_Saved data entries_
===

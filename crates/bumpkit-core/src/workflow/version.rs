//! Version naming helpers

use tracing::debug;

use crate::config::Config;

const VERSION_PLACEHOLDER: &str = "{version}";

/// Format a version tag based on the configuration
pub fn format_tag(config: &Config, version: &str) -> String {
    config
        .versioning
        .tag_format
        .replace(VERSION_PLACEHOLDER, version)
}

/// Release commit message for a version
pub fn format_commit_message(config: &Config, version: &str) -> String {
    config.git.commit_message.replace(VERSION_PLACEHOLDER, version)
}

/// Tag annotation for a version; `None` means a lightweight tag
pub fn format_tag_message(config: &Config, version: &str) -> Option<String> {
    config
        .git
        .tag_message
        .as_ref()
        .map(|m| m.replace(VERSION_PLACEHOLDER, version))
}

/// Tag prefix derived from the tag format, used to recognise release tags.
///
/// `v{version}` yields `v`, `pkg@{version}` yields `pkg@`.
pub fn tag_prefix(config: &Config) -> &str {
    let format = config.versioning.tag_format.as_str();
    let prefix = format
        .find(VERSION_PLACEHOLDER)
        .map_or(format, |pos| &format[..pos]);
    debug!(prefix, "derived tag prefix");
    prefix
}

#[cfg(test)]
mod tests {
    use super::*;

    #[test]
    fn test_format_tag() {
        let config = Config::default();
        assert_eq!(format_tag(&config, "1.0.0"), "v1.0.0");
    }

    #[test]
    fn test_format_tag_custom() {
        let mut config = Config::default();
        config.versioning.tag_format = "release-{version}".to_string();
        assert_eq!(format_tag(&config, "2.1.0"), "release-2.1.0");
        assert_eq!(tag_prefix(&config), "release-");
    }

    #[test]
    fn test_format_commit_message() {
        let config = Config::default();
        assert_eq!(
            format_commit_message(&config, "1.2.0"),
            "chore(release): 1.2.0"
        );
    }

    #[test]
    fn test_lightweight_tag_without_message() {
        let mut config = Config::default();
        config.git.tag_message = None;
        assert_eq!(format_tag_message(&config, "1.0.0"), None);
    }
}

===

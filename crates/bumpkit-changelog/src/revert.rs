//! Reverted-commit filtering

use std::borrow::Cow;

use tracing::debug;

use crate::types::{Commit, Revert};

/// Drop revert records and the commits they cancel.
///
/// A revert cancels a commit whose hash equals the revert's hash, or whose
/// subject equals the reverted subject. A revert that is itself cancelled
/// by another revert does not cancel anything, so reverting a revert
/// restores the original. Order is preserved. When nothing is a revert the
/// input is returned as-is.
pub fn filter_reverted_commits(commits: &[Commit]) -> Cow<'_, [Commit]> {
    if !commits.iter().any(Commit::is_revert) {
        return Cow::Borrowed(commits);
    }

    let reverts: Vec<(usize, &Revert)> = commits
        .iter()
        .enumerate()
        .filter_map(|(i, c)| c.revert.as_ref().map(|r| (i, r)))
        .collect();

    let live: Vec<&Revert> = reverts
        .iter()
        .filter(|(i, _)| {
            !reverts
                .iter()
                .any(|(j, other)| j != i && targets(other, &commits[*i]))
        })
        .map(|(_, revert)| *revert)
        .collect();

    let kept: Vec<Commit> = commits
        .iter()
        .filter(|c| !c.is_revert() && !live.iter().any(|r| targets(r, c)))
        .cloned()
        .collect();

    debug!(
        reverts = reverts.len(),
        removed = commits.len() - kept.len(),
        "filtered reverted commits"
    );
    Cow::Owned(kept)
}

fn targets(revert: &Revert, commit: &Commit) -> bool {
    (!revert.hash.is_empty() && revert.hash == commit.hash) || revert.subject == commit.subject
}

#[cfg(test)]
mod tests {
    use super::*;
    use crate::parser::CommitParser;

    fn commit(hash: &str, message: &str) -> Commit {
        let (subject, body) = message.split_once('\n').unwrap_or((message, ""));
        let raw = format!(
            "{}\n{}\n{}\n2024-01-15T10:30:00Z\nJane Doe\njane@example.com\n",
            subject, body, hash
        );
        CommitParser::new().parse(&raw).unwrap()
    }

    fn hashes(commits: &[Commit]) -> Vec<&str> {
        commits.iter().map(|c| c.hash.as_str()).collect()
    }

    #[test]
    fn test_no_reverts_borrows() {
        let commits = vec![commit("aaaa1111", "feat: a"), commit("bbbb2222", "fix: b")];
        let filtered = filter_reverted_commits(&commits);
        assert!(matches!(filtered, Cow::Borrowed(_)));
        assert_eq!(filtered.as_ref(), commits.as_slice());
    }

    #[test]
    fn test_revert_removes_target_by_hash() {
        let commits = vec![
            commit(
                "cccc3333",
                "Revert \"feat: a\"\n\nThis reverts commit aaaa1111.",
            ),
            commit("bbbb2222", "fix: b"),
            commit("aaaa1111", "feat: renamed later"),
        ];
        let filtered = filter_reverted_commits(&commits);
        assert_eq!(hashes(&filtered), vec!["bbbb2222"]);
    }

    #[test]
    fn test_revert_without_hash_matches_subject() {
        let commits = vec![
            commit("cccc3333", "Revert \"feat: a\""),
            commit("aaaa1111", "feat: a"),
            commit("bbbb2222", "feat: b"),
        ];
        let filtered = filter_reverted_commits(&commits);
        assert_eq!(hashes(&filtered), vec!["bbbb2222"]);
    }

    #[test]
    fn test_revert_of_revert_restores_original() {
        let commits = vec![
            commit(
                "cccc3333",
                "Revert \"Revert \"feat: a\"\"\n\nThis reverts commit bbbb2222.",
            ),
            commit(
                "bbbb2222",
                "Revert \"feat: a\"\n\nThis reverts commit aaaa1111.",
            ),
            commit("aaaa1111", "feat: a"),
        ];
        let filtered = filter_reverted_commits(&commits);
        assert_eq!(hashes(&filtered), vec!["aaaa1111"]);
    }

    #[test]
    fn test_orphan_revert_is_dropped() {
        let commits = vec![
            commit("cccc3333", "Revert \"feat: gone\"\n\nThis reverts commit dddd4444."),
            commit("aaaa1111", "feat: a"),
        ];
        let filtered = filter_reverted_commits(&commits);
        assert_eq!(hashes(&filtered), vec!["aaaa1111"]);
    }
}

===

_Prompt_
Locate and copy each line in the data above that includes the word "Borrowed".

_Solution_
        return Cow::Borrowed(commits);
        assert!(matches!(filtered, Cow::Borrowed(_)));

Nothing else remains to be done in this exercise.